Martin Short has a cottage on Lake Rosseau somewhere, in the Muskokas. I've been that way a few times, never bumped into him for some reason, lol.

22frahealee
Muokkaaja: maaliskuu 6, 2019, 12:00 pm

" ... a man has to indulge his vices by proxi " (the General, The Big Sleep)

" I need not add that a man who indulges in parenthood for the first time at the age of 54 deserves all he gets. "

Although a six hour audiobook was not my first choice for this story, it became available so I sussed it out and it wasn't too terrible at all. Biting wit became evident in the first ten minutes. Soaked in sarcasm and cynicism which places him (Marlowe) in the perfect aloof position to accomplish his sleuthing tasks.

Descriptions dripped with a sense of place, a sense of humour, and a sense of wisdom beyond the words spoken/written. Here I thought the film was successful due to Bogie/Bacall but it's all there in the text! Loved it. Looking forward to the whole film (have seen trailers and snippets of it over the years). Should not have waited so long for this one. Shame on me. =) I polished off The Maltese Falcon the same way (7hr audio).

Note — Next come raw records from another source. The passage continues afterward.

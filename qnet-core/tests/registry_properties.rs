use proptest::prelude::*;
use qnet_core::{ClassId, JobId, JobRegistry};

#[derive(Debug, Clone)]
enum Op {
    Add(u64, usize),
    Remove(u64),
    Switch(u64, usize),
    Drop(u64),
    Orbit(u64, usize),
    Retry(u64),
}

const CLASSES: usize = 3;

fn op() -> impl Strategy<Value = Op> {
    let job = 0u64..12;
    let class = 0usize..CLASSES;
    prop_oneof![
        (job.clone(), class.clone()).prop_map(|(j, c)| Op::Add(j, c)),
        job.clone().prop_map(Op::Remove),
        (job.clone(), class.clone()).prop_map(|(j, c)| Op::Switch(j, c)),
        job.clone().prop_map(Op::Drop),
        (job.clone(), class).prop_map(|(j, c)| Op::Orbit(j, c)),
        job.prop_map(Op::Retry),
    ]
}

proptest! {
    #[test]
    fn prop_buckets_and_index_agree(ops in prop::collection::vec(op(), 1..80)) {
        let mut registry = JobRegistry::new("network", CLASSES);
        let mut now = 0.0;
        for op in ops {
            now += 0.5;
            // Failures are expected for jobs in the wrong state; the
            // registry must stay consistent either way.
            let _ = match op {
                Op::Add(j, c) => registry.add(JobId(j), ClassId(c), now).map(|_| ()),
                Op::Remove(j) => registry.remove(JobId(j), now).map(|_| ()),
                Op::Switch(j, c) => registry.switch_class(JobId(j), ClassId(c), now),
                Op::Drop(j) => registry.drop_job(JobId(j), now).map(|_| ()),
                Op::Orbit(j, c) => registry.move_to_retrial_orbit(JobId(j), ClassId(c), now),
                Op::Retry(j) => registry.retry(JobId(j)).map(|_| ()),
            };

            prop_assert!(registry.verify().is_ok(), "{:?}", registry.verify());
            let per_class: usize = (0..CLASSES).map(|c| registry.class_len(ClassId(c))).sum();
            prop_assert_eq!(per_class, registry.len());
            for c in 0..CLASSES {
                let class = ClassId(c);
                prop_assert!(registry.iter_class(class).all(|j| registry.class_of(j) == Some(class)));
            }
        }
    }

    #[test]
    fn prop_departures_never_exceed_arrivals(ops in prop::collection::vec(op(), 1..80)) {
        let mut registry = JobRegistry::new("node", CLASSES);
        for (step, op) in ops.into_iter().enumerate() {
            let now = step as f64;
            let _ = match op {
                Op::Add(j, c) => registry.add(JobId(j), ClassId(c), now).map(|_| ()),
                Op::Remove(j) => registry.remove(JobId(j), now).map(|_| ()),
                Op::Drop(j) => registry.drop_job(JobId(j), now).map(|_| ()),
                Op::Switch(..) | Op::Orbit(..) | Op::Retry(_) => Ok(()),
            };
        }
        let mut arrivals = 0;
        let mut gone = 0;
        for c in 0..CLASSES {
            let counters = registry.counters(ClassId(c));
            arrivals += counters.arrivals;
            gone += counters.departures + counters.dropped;
        }
        prop_assert_eq!(arrivals - gone, registry.len() as u64);
    }
}

#[test]
fn test_switched_job_keeps_arrival_time() {
    let mut registry = JobRegistry::new("node", 2);
    registry.add(JobId(1), ClassId(0), 1.0).unwrap();
    registry.switch_class(JobId(1), ClassId(1), 3.0).unwrap();

    assert_eq!(registry.entered_at(JobId(1)), Some(1.0));
    assert_eq!(registry.counters(ClassId(0)).switched_out, 1);
    assert_eq!(registry.counters(ClassId(1)).switched_in, 1);

    registry.remove(JobId(1), 5.0).unwrap();
    assert_eq!(registry.mean_sojourn(ClassId(1)), Some(4.0));
    // Two time units in class 0, two in class 1.
    assert!((registry.mean_population(ClassId(0), 5.0) - 0.4).abs() < 1e-12);
    assert!((registry.mean_population(ClassId(1), 5.0) - 0.4).abs() < 1e-12);
}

>21 Cecrow: I got married at St. John the Baptist RC church near Minett but it was not close enough to his cottage further up the lake to make crossing paths a possibility. I didn't realize his family was so close to Tom Hanks and Kurt Russell, etc. I learned a lot from his well chosen stories. I have no Netflix but have caught bits they do together on talk shows (youtube). I have no tv service, just an old screen with a dvd/Blu-ray player. I am happy to be old-school. Makes books my priority.